▸ What to produce:
Within the data below, copy each line where the string "OpenAiRequest" is found.

▸ Given entries:
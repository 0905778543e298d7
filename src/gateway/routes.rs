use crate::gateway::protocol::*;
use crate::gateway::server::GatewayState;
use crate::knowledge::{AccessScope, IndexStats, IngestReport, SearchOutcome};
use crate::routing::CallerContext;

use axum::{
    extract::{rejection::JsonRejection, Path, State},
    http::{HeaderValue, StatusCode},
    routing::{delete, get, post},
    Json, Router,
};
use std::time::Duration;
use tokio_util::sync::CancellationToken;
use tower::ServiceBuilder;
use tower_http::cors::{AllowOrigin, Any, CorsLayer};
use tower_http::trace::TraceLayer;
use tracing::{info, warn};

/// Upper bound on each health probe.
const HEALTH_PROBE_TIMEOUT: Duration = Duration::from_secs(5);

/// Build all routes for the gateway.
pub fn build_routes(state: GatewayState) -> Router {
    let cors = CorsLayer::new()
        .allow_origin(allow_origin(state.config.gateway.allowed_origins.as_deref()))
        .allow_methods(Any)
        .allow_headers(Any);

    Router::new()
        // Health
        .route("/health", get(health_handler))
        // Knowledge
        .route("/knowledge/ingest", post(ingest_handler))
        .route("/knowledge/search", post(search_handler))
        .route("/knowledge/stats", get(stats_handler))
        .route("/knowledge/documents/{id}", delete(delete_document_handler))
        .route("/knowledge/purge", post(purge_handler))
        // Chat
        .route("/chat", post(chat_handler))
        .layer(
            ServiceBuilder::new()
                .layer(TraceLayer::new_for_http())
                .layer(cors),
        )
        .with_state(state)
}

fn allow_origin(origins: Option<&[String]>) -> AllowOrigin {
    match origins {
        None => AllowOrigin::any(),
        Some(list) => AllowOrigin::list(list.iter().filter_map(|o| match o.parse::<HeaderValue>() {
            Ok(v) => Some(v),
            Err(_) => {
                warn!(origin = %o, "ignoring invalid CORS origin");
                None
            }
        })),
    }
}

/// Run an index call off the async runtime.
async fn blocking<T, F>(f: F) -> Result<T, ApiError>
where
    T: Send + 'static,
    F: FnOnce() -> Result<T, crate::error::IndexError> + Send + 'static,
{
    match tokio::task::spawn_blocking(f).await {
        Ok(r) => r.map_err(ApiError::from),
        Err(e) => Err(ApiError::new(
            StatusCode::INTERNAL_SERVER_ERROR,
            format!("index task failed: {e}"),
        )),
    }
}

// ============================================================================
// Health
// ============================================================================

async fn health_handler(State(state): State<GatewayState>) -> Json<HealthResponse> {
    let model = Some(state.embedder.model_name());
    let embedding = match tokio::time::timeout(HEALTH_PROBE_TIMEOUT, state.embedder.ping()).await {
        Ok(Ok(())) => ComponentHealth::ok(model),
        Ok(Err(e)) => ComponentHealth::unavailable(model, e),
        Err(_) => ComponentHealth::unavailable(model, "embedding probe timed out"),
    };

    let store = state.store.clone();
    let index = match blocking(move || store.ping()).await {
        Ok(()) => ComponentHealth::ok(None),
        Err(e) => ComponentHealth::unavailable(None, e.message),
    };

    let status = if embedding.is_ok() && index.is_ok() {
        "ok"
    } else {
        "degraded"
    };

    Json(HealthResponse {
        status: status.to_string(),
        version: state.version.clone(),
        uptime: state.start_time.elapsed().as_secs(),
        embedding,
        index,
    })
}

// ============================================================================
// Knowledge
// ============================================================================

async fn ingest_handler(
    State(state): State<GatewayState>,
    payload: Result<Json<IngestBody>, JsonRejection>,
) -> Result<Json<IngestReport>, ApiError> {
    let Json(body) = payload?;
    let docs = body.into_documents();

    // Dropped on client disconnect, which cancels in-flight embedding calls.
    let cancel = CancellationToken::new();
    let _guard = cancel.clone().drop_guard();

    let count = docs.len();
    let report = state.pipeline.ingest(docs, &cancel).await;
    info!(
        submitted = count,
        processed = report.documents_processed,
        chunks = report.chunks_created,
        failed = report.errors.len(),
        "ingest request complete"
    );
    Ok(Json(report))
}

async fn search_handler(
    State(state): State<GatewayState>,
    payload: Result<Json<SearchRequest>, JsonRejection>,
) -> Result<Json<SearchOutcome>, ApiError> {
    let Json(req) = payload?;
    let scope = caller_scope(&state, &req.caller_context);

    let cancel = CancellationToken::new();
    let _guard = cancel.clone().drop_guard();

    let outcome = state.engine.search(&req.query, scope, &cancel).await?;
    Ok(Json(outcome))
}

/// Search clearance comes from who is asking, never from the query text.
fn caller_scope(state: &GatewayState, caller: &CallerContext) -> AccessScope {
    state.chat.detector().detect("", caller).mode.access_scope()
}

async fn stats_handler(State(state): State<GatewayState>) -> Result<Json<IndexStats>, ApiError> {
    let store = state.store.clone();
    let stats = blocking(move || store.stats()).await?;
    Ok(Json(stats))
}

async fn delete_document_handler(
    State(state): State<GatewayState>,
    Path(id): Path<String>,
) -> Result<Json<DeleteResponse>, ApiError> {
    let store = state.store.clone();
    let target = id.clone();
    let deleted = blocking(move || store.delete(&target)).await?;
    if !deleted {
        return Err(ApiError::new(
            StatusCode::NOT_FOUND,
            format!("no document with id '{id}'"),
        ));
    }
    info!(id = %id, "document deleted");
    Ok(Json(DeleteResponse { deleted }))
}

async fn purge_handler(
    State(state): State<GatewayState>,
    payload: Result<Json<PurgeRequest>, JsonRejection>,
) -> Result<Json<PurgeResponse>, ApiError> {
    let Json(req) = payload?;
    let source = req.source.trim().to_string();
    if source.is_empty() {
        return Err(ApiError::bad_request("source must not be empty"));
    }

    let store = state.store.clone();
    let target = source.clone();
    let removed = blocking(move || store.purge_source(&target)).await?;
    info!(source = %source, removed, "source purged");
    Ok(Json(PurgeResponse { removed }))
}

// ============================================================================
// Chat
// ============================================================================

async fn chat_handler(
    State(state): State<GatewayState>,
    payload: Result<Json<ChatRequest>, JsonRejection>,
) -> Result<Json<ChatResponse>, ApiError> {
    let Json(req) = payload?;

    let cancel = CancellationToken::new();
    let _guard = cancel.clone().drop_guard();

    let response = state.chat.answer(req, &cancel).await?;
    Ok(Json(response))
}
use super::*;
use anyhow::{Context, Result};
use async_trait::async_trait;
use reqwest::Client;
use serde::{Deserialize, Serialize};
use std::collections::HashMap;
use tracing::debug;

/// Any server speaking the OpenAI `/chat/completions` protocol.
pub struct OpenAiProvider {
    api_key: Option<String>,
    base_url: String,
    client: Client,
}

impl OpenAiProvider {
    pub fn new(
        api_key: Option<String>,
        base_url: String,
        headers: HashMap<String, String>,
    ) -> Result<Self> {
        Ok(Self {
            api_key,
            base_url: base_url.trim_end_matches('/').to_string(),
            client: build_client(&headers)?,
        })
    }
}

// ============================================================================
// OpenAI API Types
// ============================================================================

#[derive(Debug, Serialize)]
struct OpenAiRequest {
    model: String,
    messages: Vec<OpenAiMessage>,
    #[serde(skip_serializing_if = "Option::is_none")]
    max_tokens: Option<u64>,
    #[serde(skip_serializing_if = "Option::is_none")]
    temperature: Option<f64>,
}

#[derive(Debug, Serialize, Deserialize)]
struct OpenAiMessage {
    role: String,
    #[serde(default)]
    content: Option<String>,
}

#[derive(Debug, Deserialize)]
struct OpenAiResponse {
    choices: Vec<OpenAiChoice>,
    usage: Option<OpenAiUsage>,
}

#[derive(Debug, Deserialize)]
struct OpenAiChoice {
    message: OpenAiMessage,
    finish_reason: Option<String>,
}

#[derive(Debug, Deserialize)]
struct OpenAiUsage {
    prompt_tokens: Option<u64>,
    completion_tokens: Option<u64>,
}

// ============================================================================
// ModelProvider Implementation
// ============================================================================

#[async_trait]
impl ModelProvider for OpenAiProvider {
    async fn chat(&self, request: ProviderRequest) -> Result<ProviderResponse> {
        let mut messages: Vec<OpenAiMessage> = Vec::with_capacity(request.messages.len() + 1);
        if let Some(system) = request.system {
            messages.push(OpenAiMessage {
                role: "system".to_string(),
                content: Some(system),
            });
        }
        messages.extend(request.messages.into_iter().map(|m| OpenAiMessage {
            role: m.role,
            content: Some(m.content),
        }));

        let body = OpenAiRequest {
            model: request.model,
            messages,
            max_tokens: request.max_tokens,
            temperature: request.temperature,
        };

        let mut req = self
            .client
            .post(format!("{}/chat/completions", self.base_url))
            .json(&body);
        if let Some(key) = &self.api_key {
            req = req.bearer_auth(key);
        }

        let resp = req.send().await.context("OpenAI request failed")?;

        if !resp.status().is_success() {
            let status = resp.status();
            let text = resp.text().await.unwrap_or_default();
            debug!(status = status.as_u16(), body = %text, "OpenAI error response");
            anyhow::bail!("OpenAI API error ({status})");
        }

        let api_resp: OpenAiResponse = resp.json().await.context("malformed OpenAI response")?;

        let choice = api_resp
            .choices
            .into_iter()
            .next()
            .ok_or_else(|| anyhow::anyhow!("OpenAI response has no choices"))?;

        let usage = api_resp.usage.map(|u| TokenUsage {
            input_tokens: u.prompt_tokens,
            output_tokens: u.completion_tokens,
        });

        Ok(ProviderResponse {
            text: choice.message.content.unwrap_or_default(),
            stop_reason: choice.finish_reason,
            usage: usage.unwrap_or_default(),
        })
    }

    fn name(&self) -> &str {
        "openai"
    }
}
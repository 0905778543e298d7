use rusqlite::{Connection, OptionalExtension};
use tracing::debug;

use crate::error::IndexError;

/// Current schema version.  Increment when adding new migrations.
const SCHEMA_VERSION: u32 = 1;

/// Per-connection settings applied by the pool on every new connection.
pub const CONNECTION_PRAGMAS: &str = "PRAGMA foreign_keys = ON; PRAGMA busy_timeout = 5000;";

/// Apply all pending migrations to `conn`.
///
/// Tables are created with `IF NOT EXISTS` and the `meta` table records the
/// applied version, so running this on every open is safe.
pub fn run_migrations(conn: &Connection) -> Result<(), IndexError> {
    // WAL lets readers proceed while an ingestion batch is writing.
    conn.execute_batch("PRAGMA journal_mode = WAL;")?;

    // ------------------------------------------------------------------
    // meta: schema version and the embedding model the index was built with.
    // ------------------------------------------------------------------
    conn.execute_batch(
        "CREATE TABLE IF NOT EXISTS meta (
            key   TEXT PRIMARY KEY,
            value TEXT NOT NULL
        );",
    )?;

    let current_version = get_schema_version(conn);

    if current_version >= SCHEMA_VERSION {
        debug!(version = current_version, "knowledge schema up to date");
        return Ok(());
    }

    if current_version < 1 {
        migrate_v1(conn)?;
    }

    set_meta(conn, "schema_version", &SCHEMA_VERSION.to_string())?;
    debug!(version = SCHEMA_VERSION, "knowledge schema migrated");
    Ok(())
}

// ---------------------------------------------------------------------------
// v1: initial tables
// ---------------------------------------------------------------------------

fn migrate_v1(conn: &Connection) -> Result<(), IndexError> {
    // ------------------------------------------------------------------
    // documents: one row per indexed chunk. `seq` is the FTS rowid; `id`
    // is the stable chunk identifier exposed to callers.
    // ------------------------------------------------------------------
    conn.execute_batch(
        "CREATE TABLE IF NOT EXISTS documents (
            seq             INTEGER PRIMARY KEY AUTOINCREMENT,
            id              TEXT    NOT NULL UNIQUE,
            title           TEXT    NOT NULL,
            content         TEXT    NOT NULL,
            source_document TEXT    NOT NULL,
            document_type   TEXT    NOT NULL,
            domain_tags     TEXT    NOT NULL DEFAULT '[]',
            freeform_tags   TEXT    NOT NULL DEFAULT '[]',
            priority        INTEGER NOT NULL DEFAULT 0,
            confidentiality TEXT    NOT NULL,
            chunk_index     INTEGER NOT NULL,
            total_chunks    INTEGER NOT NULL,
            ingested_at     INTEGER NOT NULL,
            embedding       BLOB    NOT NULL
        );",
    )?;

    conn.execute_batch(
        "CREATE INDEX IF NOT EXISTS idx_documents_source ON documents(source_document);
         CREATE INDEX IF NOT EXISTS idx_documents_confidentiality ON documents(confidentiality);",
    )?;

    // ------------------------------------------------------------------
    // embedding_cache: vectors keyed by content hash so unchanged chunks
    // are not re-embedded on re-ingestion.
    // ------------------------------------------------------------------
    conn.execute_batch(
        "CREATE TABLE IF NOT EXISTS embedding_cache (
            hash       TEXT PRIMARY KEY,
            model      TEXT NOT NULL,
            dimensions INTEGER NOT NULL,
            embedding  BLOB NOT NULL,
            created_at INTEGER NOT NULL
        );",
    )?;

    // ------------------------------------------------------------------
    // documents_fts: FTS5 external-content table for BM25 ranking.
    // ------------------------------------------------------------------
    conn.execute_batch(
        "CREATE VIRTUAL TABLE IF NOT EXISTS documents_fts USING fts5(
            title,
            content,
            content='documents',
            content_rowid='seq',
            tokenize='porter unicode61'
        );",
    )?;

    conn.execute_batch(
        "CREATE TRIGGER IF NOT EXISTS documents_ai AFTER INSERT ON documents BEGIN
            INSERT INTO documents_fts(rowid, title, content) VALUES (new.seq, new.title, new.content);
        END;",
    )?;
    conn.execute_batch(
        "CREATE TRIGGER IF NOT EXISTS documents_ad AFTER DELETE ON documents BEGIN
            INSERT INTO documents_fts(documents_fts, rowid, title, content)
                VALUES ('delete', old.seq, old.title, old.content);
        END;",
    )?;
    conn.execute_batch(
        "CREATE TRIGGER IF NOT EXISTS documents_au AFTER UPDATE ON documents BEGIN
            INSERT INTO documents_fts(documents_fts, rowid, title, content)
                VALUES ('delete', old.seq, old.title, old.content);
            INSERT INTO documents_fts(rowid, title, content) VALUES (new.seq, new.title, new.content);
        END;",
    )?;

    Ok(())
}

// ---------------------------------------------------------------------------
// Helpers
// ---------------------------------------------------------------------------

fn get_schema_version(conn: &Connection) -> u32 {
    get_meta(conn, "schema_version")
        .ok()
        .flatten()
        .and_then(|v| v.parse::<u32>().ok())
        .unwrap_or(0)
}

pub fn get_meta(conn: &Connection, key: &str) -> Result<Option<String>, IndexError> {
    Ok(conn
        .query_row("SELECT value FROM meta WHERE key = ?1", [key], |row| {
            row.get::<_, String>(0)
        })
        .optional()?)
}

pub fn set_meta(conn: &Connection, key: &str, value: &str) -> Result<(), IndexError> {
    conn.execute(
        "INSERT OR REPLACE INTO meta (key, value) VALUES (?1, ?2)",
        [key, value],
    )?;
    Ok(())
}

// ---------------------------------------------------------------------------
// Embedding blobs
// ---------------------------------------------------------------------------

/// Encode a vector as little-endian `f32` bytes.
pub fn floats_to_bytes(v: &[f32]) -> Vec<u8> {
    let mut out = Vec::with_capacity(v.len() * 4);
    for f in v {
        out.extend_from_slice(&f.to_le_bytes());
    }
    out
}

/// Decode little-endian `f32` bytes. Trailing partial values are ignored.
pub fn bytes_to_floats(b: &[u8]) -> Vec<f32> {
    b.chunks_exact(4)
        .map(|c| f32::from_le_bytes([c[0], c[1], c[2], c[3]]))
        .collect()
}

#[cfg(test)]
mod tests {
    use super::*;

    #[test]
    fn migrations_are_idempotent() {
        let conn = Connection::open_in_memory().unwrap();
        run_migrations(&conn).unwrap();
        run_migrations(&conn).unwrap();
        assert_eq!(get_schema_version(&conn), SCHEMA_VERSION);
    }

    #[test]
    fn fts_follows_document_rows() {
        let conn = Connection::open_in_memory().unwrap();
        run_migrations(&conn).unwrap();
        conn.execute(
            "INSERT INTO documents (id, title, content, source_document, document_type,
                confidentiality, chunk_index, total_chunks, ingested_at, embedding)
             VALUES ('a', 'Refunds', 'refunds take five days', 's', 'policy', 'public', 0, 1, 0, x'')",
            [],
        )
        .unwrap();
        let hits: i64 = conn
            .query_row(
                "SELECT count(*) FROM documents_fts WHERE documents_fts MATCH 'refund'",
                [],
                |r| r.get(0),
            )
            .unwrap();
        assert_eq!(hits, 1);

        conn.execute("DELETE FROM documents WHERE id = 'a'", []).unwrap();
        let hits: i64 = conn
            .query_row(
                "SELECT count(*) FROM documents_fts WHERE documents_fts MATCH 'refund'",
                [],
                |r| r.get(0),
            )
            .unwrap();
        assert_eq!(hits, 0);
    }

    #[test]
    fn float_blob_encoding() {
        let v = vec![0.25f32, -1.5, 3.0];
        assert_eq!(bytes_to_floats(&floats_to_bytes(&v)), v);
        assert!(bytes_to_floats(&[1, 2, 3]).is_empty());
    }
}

▸ Answer section:
struct OpenAiRequest {
        let body = OpenAiRequest {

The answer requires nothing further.